**Directions for this task**
Go over the listing below line by line, and return each one holding the string "input".

**Records provided**
· · · · · · ·

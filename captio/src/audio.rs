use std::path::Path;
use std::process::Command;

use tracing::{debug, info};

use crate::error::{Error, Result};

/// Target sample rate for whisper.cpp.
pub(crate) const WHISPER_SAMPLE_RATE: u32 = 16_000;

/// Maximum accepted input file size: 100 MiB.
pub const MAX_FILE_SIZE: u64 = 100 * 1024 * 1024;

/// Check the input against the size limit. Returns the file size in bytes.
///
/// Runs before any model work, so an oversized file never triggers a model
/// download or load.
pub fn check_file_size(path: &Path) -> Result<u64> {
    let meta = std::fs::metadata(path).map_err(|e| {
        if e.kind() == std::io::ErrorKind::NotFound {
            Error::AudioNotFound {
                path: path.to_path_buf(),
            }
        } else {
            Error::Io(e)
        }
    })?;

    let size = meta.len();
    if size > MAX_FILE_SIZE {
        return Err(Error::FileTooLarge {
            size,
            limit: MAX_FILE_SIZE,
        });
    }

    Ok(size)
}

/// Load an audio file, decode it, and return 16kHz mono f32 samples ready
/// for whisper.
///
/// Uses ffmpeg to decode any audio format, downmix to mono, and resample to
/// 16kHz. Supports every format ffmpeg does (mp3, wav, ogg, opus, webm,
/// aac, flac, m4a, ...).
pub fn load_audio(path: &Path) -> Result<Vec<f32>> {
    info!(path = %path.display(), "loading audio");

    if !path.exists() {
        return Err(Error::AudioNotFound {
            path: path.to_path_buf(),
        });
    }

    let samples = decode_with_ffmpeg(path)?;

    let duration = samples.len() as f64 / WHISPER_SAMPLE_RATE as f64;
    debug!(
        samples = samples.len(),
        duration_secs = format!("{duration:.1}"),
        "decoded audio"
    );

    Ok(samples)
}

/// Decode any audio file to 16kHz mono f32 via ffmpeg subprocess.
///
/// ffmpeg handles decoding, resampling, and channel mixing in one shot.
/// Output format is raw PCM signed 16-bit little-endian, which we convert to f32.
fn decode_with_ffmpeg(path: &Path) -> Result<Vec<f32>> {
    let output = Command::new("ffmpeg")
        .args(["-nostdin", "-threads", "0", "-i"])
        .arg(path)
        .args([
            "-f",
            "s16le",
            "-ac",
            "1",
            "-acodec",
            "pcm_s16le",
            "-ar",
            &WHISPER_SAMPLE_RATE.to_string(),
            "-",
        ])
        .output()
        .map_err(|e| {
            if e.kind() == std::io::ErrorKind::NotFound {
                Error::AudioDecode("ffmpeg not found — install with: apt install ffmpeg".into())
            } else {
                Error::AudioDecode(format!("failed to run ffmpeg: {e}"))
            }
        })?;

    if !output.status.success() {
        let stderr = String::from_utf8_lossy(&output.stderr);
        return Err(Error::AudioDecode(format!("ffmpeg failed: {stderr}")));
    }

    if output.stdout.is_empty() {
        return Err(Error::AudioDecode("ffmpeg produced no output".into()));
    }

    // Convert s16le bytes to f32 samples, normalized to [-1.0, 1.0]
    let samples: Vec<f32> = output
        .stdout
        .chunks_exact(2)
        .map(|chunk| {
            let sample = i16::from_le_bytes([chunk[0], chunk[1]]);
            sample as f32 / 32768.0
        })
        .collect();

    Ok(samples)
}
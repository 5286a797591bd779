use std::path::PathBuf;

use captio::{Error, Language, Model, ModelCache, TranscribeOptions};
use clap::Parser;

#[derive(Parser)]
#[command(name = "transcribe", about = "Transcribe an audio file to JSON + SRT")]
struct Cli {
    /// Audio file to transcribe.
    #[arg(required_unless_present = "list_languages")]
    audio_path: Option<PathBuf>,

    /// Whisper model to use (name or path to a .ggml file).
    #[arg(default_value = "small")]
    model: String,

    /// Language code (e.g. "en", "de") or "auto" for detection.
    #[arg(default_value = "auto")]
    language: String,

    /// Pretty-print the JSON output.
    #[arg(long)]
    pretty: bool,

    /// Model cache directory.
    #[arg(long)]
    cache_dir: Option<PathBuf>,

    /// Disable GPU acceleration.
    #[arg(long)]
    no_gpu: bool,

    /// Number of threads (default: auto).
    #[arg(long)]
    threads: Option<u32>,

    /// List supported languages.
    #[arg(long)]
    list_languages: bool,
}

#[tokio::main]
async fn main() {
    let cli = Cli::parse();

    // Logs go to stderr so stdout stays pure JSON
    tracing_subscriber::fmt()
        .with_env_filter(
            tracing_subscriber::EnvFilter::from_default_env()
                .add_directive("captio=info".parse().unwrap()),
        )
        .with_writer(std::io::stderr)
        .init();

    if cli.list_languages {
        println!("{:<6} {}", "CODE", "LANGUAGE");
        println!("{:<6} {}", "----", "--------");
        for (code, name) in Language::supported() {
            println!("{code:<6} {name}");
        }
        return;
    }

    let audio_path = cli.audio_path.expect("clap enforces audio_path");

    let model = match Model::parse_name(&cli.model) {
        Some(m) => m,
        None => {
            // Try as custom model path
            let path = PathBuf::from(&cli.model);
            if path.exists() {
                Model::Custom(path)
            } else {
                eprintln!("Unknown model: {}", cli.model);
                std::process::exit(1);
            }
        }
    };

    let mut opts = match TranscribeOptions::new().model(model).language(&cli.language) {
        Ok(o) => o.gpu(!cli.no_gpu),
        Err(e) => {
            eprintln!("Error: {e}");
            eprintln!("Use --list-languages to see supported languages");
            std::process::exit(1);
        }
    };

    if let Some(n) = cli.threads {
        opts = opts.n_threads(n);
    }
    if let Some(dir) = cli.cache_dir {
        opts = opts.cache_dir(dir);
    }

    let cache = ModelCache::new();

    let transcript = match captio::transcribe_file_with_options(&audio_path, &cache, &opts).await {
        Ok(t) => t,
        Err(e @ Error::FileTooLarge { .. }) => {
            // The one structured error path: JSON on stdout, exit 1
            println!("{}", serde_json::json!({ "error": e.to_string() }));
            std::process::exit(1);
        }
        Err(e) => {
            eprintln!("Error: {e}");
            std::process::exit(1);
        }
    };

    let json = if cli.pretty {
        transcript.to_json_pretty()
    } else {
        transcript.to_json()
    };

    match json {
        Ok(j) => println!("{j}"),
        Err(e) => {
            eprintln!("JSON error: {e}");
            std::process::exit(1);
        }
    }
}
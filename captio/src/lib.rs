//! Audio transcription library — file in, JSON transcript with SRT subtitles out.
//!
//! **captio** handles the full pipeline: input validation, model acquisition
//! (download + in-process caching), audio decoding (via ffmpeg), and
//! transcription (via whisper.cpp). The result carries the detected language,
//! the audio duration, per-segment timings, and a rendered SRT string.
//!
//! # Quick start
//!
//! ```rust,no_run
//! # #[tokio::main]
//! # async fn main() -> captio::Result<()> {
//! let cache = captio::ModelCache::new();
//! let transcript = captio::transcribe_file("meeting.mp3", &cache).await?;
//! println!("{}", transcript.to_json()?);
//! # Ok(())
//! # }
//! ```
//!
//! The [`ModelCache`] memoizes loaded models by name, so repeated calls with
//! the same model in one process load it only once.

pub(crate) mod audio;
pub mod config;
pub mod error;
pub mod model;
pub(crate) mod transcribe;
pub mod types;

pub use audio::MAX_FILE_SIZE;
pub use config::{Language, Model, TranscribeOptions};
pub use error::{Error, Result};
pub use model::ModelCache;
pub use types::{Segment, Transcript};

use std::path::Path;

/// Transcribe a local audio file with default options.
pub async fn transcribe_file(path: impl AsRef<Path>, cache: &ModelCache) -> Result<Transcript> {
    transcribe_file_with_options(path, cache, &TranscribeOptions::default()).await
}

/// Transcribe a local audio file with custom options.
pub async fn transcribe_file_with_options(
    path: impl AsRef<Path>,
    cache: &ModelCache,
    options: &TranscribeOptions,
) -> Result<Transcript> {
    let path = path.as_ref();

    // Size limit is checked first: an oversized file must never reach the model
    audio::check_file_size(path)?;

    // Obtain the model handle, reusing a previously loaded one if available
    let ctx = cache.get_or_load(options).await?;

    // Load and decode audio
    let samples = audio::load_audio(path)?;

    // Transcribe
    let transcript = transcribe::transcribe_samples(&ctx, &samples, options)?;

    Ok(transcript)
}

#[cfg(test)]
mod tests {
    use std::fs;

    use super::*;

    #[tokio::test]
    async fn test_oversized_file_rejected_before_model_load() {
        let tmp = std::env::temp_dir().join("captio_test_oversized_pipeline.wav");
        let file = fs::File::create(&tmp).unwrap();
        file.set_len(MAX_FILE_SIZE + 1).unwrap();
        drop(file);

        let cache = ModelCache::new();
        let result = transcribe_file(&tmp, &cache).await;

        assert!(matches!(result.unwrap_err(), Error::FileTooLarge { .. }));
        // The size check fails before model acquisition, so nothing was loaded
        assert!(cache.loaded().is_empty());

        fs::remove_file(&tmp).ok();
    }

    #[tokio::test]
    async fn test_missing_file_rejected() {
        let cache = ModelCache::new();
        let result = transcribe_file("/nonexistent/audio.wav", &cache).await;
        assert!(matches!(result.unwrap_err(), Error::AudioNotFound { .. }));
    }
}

· · · · · · ·

**Task answer**
/// Maximum accepted input file size: 100 MiB.
/// Check the input against the size limit. Returns the file size in bytes.
//! **captio** handles the full pipeline: input validation, model acquisition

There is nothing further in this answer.